▶ Brief
Look for the word "RoutingConfig" in the records, and copy each line where it appears.

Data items

= Beginning of Section =

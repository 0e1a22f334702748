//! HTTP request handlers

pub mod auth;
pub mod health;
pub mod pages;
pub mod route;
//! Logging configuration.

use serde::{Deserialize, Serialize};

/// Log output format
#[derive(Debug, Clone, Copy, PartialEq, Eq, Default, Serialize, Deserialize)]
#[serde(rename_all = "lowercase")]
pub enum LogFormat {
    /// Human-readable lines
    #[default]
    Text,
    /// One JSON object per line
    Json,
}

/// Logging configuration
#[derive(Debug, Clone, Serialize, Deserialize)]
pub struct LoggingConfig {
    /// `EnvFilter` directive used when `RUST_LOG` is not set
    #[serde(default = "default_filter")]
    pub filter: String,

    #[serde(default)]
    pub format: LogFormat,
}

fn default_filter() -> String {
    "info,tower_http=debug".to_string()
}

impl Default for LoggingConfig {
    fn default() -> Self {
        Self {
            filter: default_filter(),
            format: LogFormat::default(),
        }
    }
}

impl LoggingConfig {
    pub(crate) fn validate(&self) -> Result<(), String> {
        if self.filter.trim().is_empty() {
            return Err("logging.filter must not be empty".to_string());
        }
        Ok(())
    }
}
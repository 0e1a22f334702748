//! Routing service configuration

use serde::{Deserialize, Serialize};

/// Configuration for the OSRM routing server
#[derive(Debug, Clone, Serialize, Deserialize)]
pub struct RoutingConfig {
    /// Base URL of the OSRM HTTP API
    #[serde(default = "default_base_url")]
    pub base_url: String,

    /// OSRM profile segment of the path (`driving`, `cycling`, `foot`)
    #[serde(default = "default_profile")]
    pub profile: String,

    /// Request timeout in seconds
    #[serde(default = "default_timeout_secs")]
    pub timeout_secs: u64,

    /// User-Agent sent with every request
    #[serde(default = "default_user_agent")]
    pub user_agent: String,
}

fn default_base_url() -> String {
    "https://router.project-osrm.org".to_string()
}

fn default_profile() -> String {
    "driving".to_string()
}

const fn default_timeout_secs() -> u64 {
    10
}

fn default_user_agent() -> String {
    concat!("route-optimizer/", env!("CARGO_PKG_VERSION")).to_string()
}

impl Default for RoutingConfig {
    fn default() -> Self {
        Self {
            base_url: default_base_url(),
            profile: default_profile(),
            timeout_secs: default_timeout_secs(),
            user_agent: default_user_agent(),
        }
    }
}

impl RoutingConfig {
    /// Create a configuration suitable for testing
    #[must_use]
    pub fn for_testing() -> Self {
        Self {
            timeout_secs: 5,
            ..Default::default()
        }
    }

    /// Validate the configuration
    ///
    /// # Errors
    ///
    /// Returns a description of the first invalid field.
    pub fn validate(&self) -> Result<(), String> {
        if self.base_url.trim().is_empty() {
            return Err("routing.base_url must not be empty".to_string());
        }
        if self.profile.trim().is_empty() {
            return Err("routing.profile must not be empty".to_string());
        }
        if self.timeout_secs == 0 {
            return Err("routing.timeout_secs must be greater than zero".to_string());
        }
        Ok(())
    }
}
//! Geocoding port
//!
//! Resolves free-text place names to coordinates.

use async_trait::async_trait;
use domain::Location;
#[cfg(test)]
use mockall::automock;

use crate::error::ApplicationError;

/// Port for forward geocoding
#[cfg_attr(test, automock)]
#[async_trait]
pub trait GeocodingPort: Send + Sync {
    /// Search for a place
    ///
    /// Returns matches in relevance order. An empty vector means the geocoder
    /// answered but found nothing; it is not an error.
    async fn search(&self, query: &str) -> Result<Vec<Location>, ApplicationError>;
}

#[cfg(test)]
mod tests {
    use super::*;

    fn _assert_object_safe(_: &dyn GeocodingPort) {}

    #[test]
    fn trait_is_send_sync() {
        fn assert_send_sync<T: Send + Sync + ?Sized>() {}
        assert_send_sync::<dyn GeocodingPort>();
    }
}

= End of Section =
= Beginning of Section =

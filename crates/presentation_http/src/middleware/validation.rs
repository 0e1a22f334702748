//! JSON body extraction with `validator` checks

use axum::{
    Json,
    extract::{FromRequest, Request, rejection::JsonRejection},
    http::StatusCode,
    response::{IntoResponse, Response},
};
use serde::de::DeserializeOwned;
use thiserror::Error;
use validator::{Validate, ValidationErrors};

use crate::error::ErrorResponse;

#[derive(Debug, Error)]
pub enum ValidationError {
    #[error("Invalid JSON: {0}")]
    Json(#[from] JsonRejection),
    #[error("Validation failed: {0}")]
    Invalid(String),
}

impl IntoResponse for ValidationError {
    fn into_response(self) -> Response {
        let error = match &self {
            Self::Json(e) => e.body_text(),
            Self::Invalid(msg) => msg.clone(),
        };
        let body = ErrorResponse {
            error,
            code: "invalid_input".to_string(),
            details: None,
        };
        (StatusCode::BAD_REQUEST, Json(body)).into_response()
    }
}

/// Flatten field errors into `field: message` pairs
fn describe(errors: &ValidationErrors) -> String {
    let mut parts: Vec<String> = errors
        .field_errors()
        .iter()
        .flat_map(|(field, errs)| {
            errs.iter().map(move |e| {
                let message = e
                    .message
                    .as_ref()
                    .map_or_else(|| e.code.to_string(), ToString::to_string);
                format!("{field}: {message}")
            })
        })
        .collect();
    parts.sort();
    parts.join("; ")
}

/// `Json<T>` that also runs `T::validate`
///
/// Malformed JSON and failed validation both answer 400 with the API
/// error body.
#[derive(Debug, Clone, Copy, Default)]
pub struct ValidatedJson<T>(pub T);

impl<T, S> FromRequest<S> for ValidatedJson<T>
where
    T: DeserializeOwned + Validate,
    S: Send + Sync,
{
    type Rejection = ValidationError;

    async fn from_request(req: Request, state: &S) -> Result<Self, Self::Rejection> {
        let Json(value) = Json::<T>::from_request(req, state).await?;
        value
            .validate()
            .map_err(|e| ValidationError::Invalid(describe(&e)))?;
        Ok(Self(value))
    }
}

= End of Section =

▶ Solution to the exercise
pub struct RoutingConfig {
impl Default for RoutingConfig {
impl RoutingConfig {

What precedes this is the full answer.